- _STORED DATA_

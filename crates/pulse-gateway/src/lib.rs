pub mod connection;
pub mod dispatcher;
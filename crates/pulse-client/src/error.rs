use reqwest::StatusCode;
use thiserror::Error;

use pulse_types::api::FieldError;

#[derive(Debug, Error)]
pub enum ClientError {
    #[error("server returned {status}: {body}")]
    Http { status: StatusCode, body: String },

    #[error("transport error: {0}")]
    Transport(#[from] reqwest::Error),

    #[error("bad response body: {0}")]
    Decode(#[from] serde_json::Error),

    #[error("gateway error: {0}")]
    Gateway(#[from] Box<tokio_tungstenite::tungstenite::Error>),

    #[error("gateway closed before Ready")]
    GatewayRejected,

    #[error("not signed in")]
    NotSignedIn,
}

impl ClientError {
    pub fn status(&self) -> Option<StatusCode> {
        match self {
            Self::Http { status, .. } => Some(*status),
            Self::Transport(e) => e.status(),
            _ => None,
        }
    }

    /// The inline field error for a rejected form (422 or 409), if any.
    pub fn field_error(&self) -> Option<FieldError> {
        match self {
            Self::Http { status, body }
                if *status == StatusCode::UNPROCESSABLE_ENTITY || *status == StatusCode::CONFLICT =>
            {
                serde_json::from_str(body).ok()
            }
            _ => None,
        }
    }
}

#[cfg(test)]
mod tests {
    use super::*;

    #[test]
    fn test_field_error_only_for_form_statuses() {
        let body = r#"{"field":"username","message":"Username is already taken"}"#.to_string();
        let conflict = ClientError::Http { status: StatusCode::CONFLICT, body: body.clone() };
        assert_eq!(conflict.field_error().map(|f| f.field), Some("username".to_string()));
        assert_eq!(conflict.status(), Some(StatusCode::CONFLICT));

        let server = ClientError::Http { status: StatusCode::INTERNAL_SERVER_ERROR, body };
        assert!(server.field_error().is_none());
        assert!(ClientError::NotSignedIn.field_error().is_none());
    }
}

- _TASK GOAL_
Taking the records above, retype every line from the one with "use super::*;" down to the one with "assert_eq!(conflict.status(), Some(StatusCode::CONFLICT));", exactly and with nothing else.

- _RESPONSE_
    use super::*;

    #[test]
    fn test_field_error_only_for_form_statuses() {
        let body = r#"{"field":"username","message":"Username is already taken"}"#.to_string();
        let conflict = ClientError::Http { status: StatusCode::CONFLICT, body: body.clone() };
        assert_eq!(conflict.field_error().map(|f| f.field), Some("username".to_string()));
        assert_eq!(conflict.status(), Some(StatusCode::CONFLICT));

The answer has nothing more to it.